Elena Chizhova
Elena Semenovna Chizhova (Russian: Еле́на Семёновна Чижо́ва; born 1957) is a Russian writer, whose work is characterized by its reexamination of Russian history and society. She is best known for her 2009 novel Vremia zhenshchin, which won that year's Russian Booker Prize. Vremia zhenshchin was translated into English in 2012 as The Time of Women.
Elena Chizhova | |
---|---|
Native name | Еле́на Семёновна Чижо́ва |
Born | 1957 Leningrad, Soviet Union |
Occupation | Novelist |
Nationality | Russian |
Notable works | The Time of Women |
Notable awards | Russian Booker Prize (2009) |
Early life and career
Elena Chizhova was born in 1957 in Leningrad, now Saint Petersburg, Russia.[1][2][3] Her father's side of the family was Jewish.[4][5]
After finishing secondary school, Chizhova attended Herzen University in Leningrad.[6][7] Having trained as an economist,[1][3] she taught and worked as a researcher at an economics institute, but she had an interest in literature as well, conducing literary research and writing poetry in her spare time.[2][5][6] Then, in the 1990s, she worked as an English teacher and entrepreneur, and as a corporate assistant at a furniture factory.[1][2][8] But she continued to write, producing various poems and plays, as well as some works of literary criticism.[6]

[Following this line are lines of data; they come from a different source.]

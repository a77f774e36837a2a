use crate::address::Address;
use std::collections::HashMap;

/// Result of removing duplicate addresses from a list
#[derive(Clone, Debug, Default, PartialEq, Eq)]
pub struct Deduplicated {
    /// One address per `(country, city)`, in first-seen order
    pub unique: Vec<Address>,
    /// How many input entries repeated an already seen key
    pub removed: usize,
}

/// Remove duplicate addresses.
///
/// Keys are compared exactly, with no case or whitespace folding. When a key
/// repeats, the later entry replaces the earlier one in place, so the output
/// keeps the position of the first occurrence and the payload of the last.
pub fn deduplicate(addresses: &[Address]) -> Deduplicated {
    deduplicate_owned(addresses.to_vec())
}

/// Same as [`deduplicate`], consuming the input.
pub fn deduplicate_owned(addresses: Vec<Address>) -> Deduplicated {
    let mut positions: HashMap<(String, String), usize> = HashMap::with_capacity(addresses.len());
    let mut unique: Vec<Address> = Vec::with_capacity(addresses.len());
    let mut removed = 0;

    for address in addresses {
        let key = (address.country.clone(), address.city.clone());
        if let Some(&index) = positions.get(&key) {
            removed += 1;
            unique[index] = address;
        } else {
            positions.insert(key, unique.len());
            unique.push(address);
        }
    }

    Deduplicated { unique, removed }
}
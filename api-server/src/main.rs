mod api;
mod logging;
mod models;

use log::info;
use models::config::{Config, CONFIG_PATH_ENV, DEFAULT_CONFIG_PATH};
use models::context::{Context, ContextPointer};
use rocket::fairing::AdHoc;
use rocket::{Build, Rocket};
use std::env;
use std::error::Error;
use std::path::PathBuf;
use std::sync::Arc;

pub fn build(config: Config) -> Rocket<Build> {
    let figment = rocket::Config::figment()
        .merge(("address", config.address()))
        .merge(("port", config.port()));
    let context: ContextPointer = Arc::new(Context::new(config));

    rocket::custom(figment)
        .manage(context)
        .mount("/", api::routes())
        .register("/", api::catchers())
        .attach(AdHoc::on_liftoff("Startup log", |_| {
            Box::pin(async { info!("Application started.") })
        }))
        .attach(AdHoc::on_shutdown("Shutdown log", |_| {
            Box::pin(async { info!("Application stopped.") })
        }))
}

#[rocket::main]
async fn main() -> Result<(), Box<dyn Error>> {
    let config_path = env::var_os(CONFIG_PATH_ENV)
        .map(PathBuf::from)
        .unwrap_or_else(|| PathBuf::from(DEFAULT_CONFIG_PATH));
    let config = Config::load(&config_path)
        .map_err(|e| format!("Failed to load configuration: {}", e))?;

    logging::init(&config)?;

    build(config).launch().await?;
    Ok(())
}
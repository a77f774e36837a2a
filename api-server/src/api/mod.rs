mod addresses;
mod cache_stats;
mod pages;
mod process;


use rocket::serde::json::Json;
use rocket::{Catcher, Route};
use serde::{Deserialize, Serialize};

pub fn routes() -> Vec<Route> {
    rocket::routes![
        pages::index,
        process::process,
        addresses::addresses,
        cache_stats::cache_stats,
    ]
}

pub fn catchers() -> Vec<Catcher> {
    rocket::catchers![pages::not_found, pages::internal_error]
}

#[derive(Debug, Serialize, Deserialize)]
pub struct ErrorBody {
    pub error: String,
}

/// JSON error replies of the API routes
#[derive(Debug, rocket::Responder)]
pub enum ApiError {
    #[response(status = 400)]
    BadRequest(Json<ErrorBody>),
    #[response(status = 500)]
    Internal(Json<ErrorBody>),
}

impl ApiError {
    pub fn bad_request(message: &str) -> Self {
        ApiError::BadRequest(Json(ErrorBody {
            error: message.to_string(),
        }))
    }

    pub fn internal(message: &str) -> Self {
        ApiError::Internal(Json(ErrorBody {
            error: message.to_string(),
        }))
    }
}
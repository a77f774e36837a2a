use crate::models::context::ContextPointer;
use address_cache::CacheStats;
use rocket::serde::json::Json;
use rocket::State;

/// Outcome counters of background cache updates
#[rocket::get("/cache/stats")]
pub fn cache_stats(context: &State<ContextPointer>) -> Json<CacheStats> {
    Json(context.processor().stats())
}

In 1996, she was rescued from a cruise ship that had caught fire off the coast of Turkey. After she spent six hours stuck in her cabin while waiting to see if she would be rescued, she decided to make a major life change and become a full-time writer. "I understood that I had done a lot in my life, but none of it was right. And when we were saved, I decided to throw it all away and sit and write," she later told the New York Times.[1][8]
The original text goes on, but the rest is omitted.